— Task description —
Set down exactly the lines below, starting at the one that contains "filename src/headless/file.rs" and ending at the one that contains "let mut stream", with both of those lines included and nothing else.
Data for this exercise START
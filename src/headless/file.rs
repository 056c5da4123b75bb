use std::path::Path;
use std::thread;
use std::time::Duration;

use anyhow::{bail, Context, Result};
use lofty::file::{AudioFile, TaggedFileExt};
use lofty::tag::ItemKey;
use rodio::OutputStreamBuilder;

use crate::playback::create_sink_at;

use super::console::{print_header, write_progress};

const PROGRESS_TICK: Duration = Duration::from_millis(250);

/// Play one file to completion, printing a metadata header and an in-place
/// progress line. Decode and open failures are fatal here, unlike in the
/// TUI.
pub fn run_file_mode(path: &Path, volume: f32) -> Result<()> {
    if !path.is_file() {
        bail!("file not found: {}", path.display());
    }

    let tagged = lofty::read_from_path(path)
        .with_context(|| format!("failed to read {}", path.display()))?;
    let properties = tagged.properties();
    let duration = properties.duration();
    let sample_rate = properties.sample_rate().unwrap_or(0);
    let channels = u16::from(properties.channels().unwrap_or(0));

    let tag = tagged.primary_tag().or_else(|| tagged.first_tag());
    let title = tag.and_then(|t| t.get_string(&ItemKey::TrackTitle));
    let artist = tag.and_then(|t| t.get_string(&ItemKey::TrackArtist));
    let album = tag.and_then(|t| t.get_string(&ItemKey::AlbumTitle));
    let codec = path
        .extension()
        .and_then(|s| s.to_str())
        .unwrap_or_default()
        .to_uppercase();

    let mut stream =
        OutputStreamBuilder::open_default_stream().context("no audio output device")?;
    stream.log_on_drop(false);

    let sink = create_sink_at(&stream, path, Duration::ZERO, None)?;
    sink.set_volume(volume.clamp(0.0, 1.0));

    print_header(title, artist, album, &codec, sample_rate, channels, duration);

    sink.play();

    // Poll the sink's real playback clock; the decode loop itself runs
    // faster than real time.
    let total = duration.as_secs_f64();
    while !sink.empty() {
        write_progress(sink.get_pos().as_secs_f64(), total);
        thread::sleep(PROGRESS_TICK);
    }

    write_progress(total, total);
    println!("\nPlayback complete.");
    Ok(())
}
Data for this exercise END
Data for this exercise START
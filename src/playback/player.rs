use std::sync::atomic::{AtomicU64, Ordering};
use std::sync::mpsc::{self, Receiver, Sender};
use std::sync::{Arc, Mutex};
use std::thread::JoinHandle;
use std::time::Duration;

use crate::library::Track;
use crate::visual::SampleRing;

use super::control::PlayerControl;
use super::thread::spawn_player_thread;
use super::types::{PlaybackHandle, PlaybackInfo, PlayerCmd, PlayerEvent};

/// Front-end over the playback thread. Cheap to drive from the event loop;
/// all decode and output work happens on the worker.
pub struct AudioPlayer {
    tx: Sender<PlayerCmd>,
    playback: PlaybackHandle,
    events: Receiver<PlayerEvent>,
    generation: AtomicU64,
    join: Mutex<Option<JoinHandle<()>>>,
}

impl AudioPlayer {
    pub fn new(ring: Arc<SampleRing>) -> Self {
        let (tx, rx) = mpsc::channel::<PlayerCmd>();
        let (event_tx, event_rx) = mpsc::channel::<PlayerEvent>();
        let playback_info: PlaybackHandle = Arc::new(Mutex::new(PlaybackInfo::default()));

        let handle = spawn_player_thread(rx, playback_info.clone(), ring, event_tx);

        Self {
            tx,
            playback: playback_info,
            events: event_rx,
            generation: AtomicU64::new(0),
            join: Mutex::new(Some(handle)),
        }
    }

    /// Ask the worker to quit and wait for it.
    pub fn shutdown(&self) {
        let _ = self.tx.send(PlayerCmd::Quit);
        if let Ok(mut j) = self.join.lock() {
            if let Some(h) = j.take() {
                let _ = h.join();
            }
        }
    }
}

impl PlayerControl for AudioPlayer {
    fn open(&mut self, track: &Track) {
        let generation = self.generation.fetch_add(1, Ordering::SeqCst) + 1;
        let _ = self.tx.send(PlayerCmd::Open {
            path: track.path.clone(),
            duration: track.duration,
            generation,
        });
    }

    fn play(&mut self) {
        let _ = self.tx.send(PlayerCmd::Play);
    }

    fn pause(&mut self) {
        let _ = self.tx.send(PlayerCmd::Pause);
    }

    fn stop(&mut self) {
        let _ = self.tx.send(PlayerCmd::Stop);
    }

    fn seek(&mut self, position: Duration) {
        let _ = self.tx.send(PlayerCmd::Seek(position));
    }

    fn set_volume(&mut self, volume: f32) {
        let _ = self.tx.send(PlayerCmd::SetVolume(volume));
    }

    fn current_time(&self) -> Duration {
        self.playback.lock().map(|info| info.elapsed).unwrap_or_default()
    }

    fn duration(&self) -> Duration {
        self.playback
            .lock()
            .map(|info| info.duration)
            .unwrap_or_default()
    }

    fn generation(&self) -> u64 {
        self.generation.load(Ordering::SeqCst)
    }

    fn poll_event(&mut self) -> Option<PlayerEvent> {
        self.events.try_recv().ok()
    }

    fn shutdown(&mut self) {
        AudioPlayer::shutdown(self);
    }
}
Data for this exercise END
— Answer to this exercise —
filename src/headless/file.rs
repository 056c5da4123b75bb
use std::path::Path;
use std::thread;
use std::time::Duration;

use anyhow::{bail, Context, Result};
use lofty::file::{AudioFile, TaggedFileExt};
use lofty::tag::ItemKey;
use rodio::OutputStreamBuilder;

use crate::playback::create_sink_at;

use super::console::{print_header, write_progress};

const PROGRESS_TICK: Duration = Duration::from_millis(250);

/// Play one file to completion, printing a metadata header and an in-place
/// progress line. Decode and open failures are fatal here, unlike in the
/// TUI.
pub fn run_file_mode(path: &Path, volume: f32) -> Result<()> {
    if !path.is_file() {
        bail!("file not found: {}", path.display());
    }

    let tagged = lofty::read_from_path(path)
        .with_context(|| format!("failed to read {}", path.display()))?;
    let properties = tagged.properties();
    let duration = properties.duration();
    let sample_rate = properties.sample_rate().unwrap_or(0);
    let channels = u16::from(properties.channels().unwrap_or(0));

    let tag = tagged.primary_tag().or_else(|| tagged.first_tag());
    let title = tag.and_then(|t| t.get_string(&ItemKey::TrackTitle));
    let artist = tag.and_then(|t| t.get_string(&ItemKey::TrackArtist));
    let album = tag.and_then(|t| t.get_string(&ItemKey::AlbumTitle));
    let codec = path
        .extension()
        .and_then(|s| s.to_str())
        .unwrap_or_default()
        .to_uppercase();

    let mut stream =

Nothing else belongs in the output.